The entries have been unpacked and sorted. The prizes are piling up. The judges are getting their marching orders. In short, everything is falling into place. SNERHC 2014 is just 4 days away. Yes, we are excited.

Sept 2014 Meeting Notes

Just back from Dan and Alison Mages’ home and the September meeting. As usual, Dan went overboard on the food, with excellent cheese and bread and pickles and a wonderful tabouleh-like thing. Delicious.

Dan also showed off the swag he’s collected for SNERHC prizes. Completely over the top. SNERHC winners will be very happy. I can’t imagine how much time he must have spent wrangling this stuff out of the hop farms, brewers, equipment makers, and wholesalers he has persuaded to donate. Thank you, Dan!

The homebrews we judged were also over the top. Almost everything scored in the high 30s and some reached the low 40s. Absolutely outstanding brews. You shoulda been there.

Unfortunately, I’m an utter numbnutz when it comes to WordPress. I have no idea how to insert a table and fill it with the tasting notes. So I’m going to just give you the highlights here. Maybe someone who knows WordPress can fix this for me later.

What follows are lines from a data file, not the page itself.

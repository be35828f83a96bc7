use crate::piece::{Piece, PiecePoints};
use crate::types::{Variant, BOARD_HEIGHT, BOARD_WIDTH};

#[derive(Debug, Clone, Copy, PartialEq, Eq, Hash)]
pub struct ActiveSnapshot {
    pub variant: Variant,
    pub points: PiecePoints,
}

impl From<Piece> for ActiveSnapshot {
    fn from(value: Piece) -> Self {
        Self {
            variant: value.variant(),
            points: *value.points(),
        }
    }
}

/// Everything a renderer needs for one frame.
#[derive(Debug, Clone, Copy, PartialEq, Eq, Hash)]
pub struct GameSnapshot {
    pub board: [[u8; BOARD_WIDTH as usize]; BOARD_HEIGHT as usize],
    pub active: Option<ActiveSnapshot>,
    pub score: u32,
    pub lines: u32,
    pub paused: bool,
    pub game_over: bool,
}

impl GameSnapshot {
    pub fn playable(&self) -> bool {
        !self.game_over && !self.paused
    }
}

impl Default for GameSnapshot {
    fn default() -> Self {
        Self {
            board: [[0u8; BOARD_WIDTH as usize]; BOARD_HEIGHT as usize],
            active: None,
            score: 0,
            lines: 0,
            paused: false,
            game_over: false,
        }
    }
}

  • American Wheat with Mosaic hops, brewed by Pastry Dan, scored 37. Melon and juicy fruit aromas. Well-attenuated. Mouth-filling. Much more interesting than your standard American wheat. A very yummy, drinkable beer.
  • Witbier, brewed by Pastry Dan, scored 30. Phenolic, grainy aroma. Lots of coriander in flavor. Dry finish. Bottle was a gusher which stirred up the yeast. Dan says other bottles have been better.
  • Biere de table, brewed by Pastry Dan, scored 40. Second runnings of the wit. Clean, bright, fresh nose full of noble hops. Lemony flavor. Clean, quick finish. 3% abv. Very drinkable.
  • Flanders Red with mulberries, brewed by Handy Andy, scored 42. Outstanding Flanders red base with a strong sour nose and balanced dry finish. Perfect acetic/lactic balance. Mulberries evident in aroma and flavor. Mmmmmmm.
  • Belgian Dubbel, brewed by Ted (I think, notes unclear), scored 32. Clovey, phenolic nose. Malty sweetness. Hints of licorice. Lacks carbonation.
  • American Stout, brewed by Colin, scored 35. Rich, dark, roasty, malty nose. Excellent malty sweetness up front. Could use a bit more hop bitterness in finish. Extremely flavorful.
  • Imperial Stout with coffee and cacao, brewed by Handy Andy, scored 34. Strong aged alcohol nose with some coffee and cacao. Port wine character in flavor. More of an old ale than an RIS. Flavorful but not to style. Perhaps has passed its prime.
  • Strawberry mead, brewed by Colin, scored 28. Aroma lacks honey florals, contains a bit of funk. Not much strawberry evident in aroma or flavor. Totally drinkable. Good first try at mead.

That’s all! I’m hoping Handy Andy has some photos we can post later.